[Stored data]
//! Structural diff: JSON-path-addressed additions, removals and changes.

use std::collections::BTreeSet;
use std::mem::discriminant;

use lazy_static::lazy_static;
use regex::Regex;
use serde::Serialize;
use serde_json::Value;

/// Hard cap on collected changes to keep pathological payloads bounded.
pub const MAX_CHANGES: usize = 500;

lazy_static! {
    static ref BARE_IDENT: Regex = Regex::new(r"^[A-Za-z_$][A-Za-z0-9_$]*$").unwrap();
}

#[derive(Debug, Clone, Copy, PartialEq, Eq, Serialize)]
#[serde(rename_all = "lowercase")]
pub enum DiffChangeKind {
    Added,
    Removed,
    Changed,
}

#[derive(Debug, Clone, Serialize)]
#[serde(rename_all = "camelCase")]
pub struct DiffChange {
    pub path: String,
    #[serde(rename = "type")]
    pub kind: DiffChangeKind,
    #[serde(skip_serializing_if = "Option::is_none")]
    pub local_value: Option<Value>,
    #[serde(skip_serializing_if = "Option::is_none")]
    pub production_value: Option<Value>,
}

#[derive(Debug, Clone, Serialize)]
#[serde(rename_all = "camelCase")]
pub struct StructuralDiff {
    pub changes: Vec<DiffChange>,
    pub total_changes: usize,
    pub truncated: bool,
}

#[derive(Debug, Clone, Copy)]
enum Seg<'a> {
    Key(&'a str),
    Index(usize),
}

/// Root is the literal `(root)`; bare-identifier keys use dot notation,
/// everything else bracket notation. The first segment carries no leading
/// separator.
fn format_path(segments: &[Seg]) -> String {
    if segments.is_empty() {
        return "(root)".to_string();
    }
    let mut out = String::new();
    for (idx, seg) in segments.iter().enumerate() {
        match seg {
            Seg::Index(i) => {
                out.push_str(&format!("[{i}]"));
            }
            Seg::Key(k) if BARE_IDENT.is_match(k) => {
                if idx > 0 {
                    out.push('.');
                }
                out.push_str(k);
            }
            Seg::Key(k) => {
                out.push_str(&format!("[\"{k}\"]"));
            }
        }
    }
    out
}

/// Recursively compare two values by structural position, emitting one
/// [`DiffChange`] per divergence, up to `max_changes`.
///
/// Object keys are visited in serde_json's sorted map order, so traversal is
/// deterministic and truncation always drops the same trailing changes.
pub fn structural_diff(local: &Value, production: &Value, max_changes: usize) -> StructuralDiff {
    let mut changes = Vec::new();
    let mut path = Vec::new();
    collect_changes(local, production, &mut path, &mut changes, max_changes);
    let truncated = changes.len() >= max_changes;
    StructuralDiff {
        total_changes: changes.len(),
        truncated,
        changes,
    }
}

fn push_change(
    changes: &mut Vec<DiffChange>,
    path: &[Seg],
    kind: DiffChangeKind,
    local: Option<&Value>,
    production: Option<&Value>,
) {
    changes.push(DiffChange {
        path: format_path(path),
        kind,
        local_value: local.cloned(),
        production_value: production.cloned(),
    });
}

fn collect_changes<'a>(
    local: &'a Value,
    production: &'a Value,
    path: &mut Vec<Seg<'a>>,
    changes: &mut Vec<DiffChange>,
    max_changes: usize,
) {
    if changes.len() >= max_changes {
        return;
    }
    if local == production {
        return;
    }

    // Type mismatch (array-vs-object included): a single change, no recursion.
    if discriminant(local) != discriminant(production) {
        push_change(
            changes,
            path,
            DiffChangeKind::Changed,
            Some(local),
            Some(production),
        );
        return;
    }

    match (local, production) {
        (Value::Array(l), Value::Array(p)) => {
            let max_len = l.len().max(p.len());
            for i in 0..max_len {
                if changes.len() >= max_changes {
                    break;
                }
                path.push(Seg::Index(i));
                if i >= l.len() {
                    push_change(changes, path, DiffChangeKind::Added, None, Some(&p[i]));
                } else if i >= p.len() {
                    push_change(changes, path, DiffChangeKind::Removed, Some(&l[i]), None);
                } else {
                    collect_changes(&l[i], &p[i], path, changes, max_changes);
                }
                path.pop();
            }
        }
        (Value::Object(l), Value::Object(p)) => {
            let keys: BTreeSet<&str> = l.keys().chain(p.keys()).map(String::as_str).collect();
            for key in keys {
                if changes.len() >= max_changes {
                    break;
                }
                path.push(Seg::Key(key));
                match (l.get(key), p.get(key)) {
                    (Some(lv), None) => {
                        push_change(changes, path, DiffChangeKind::Removed, Some(lv), None);
                    }
                    (None, Some(pv)) => {
                        push_change(changes, path, DiffChangeKind::Added, None, Some(pv));
                    }
                    (Some(lv), Some(pv)) => {
                        collect_changes(lv, pv, path, changes, max_changes);
                    }
                    (None, None) => {}
                }
                path.pop();
            }
        }
        // Primitives of the same type that are not equal.
        _ => {
            push_change(
                changes,
                path,
                DiffChangeKind::Changed,
                Some(local),
                Some(production),
            );
        }
    }
}
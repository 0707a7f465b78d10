//! Windowed comfort statistics.
//!
//! Read-only summary over the comfort indices of one room in a trailing
//! window: score aggregates, status distribution, and the share of time the
//! room spent out of comfort.

use serde::Serialize;

use crate::models::{ComfortIndex, Status};

// ---

/// Occurrence counts per status label.
#[derive(Debug, Clone, Copy, Default, PartialEq, Eq, Serialize)]
pub struct StatusHistogram {
    pub comfort: u64,
    pub warning: u64,
    pub danger: u64,
}

impl StatusHistogram {
    fn record(&mut self, status: Status) {
        match status {
            Status::Comfort => self.comfort += 1,
            Status::Warning => self.warning += 1,
            Status::Danger => self.danger += 1,
        }
    }

    /// Records whose status is warning or danger.
    pub fn discomfort(&self) -> u64 {
        self.warning + self.danger
    }
}

/// Summary of a room's comfort over a trailing window.
#[derive(Debug, Clone, Serialize)]
pub struct ComfortSummary {
    pub period_days: u32,
    /// Score aggregates are absent when the window holds no records.
    pub average_score: Option<f64>,
    pub min_score: Option<f64>,
    pub max_score: Option<f64>,
    pub total_measurements: usize,
    pub status_distribution: StatusHistogram,
    /// Percentage of records with status warning or danger; 0.0 for an
    /// empty window.
    pub discomfort_percentage: f64,
    pub alert_count: u64,
}

/// Summarize the comfort indices already filtered to the room and window.
pub fn summarize(indices: &[ComfortIndex], alert_count: u64, period_days: u32) -> ComfortSummary {
    let mut histogram = StatusHistogram::default();
    let mut sum = 0.0;
    let mut min: Option<f64> = None;
    let mut max: Option<f64> = None;

    for index in indices {
        histogram.record(index.status);
        sum += index.global_score;
        min = Some(min.map_or(index.global_score, |m| m.min(index.global_score)));
        max = Some(max.map_or(index.global_score, |m| m.max(index.global_score)));
    }

    let total = indices.len();
    let discomfort_percentage = if total == 0 {
        0.0
    } else {
        histogram.discomfort() as f64 / total as f64 * 100.0
    };

    ComfortSummary {
        period_days,
        average_score: (total > 0).then(|| sum / total as f64),
        min_score: min,
        max_score: max,
        total_measurements: total,
        status_distribution: histogram,
        discomfort_percentage,
        alert_count,
    }
}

» Exercise details: Transcribe the records above exactly, beginning at the line that contains "Root is the" and ending with the line that contains "let mut changes = Vec::new();", both included, and nothing else.

» Task result:
/// Root is the literal `(root)`; bare-identifier keys use dot notation,
/// everything else bracket notation. The first segment carries no leading
/// separator.
fn format_path(segments: &[Seg]) -> String {
    if segments.is_empty() {
        return "(root)".to_string();
    }
    let mut out = String::new();
    for (idx, seg) in segments.iter().enumerate() {
        match seg {
            Seg::Index(i) => {
                out.push_str(&format!("[{i}]"));
            }
            Seg::Key(k) if BARE_IDENT.is_match(k) => {
                if idx > 0 {
                    out.push('.');
                }
                out.push_str(k);
            }
            Seg::Key(k) => {
                out.push_str(&format!("[\"{k}\"]"));
            }
        }
    }
    out
}

/// Recursively compare two values by structural position, emitting one
/// [`DiffChange`] per divergence, up to `max_changes`.
///
/// Object keys are visited in serde_json's sorted map order, so traversal is
/// deterministic and truncation always drops the same trailing changes.
pub fn structural_diff(local: &Value, production: &Value, max_changes: usize) -> StructuralDiff {
    let mut changes = Vec::new();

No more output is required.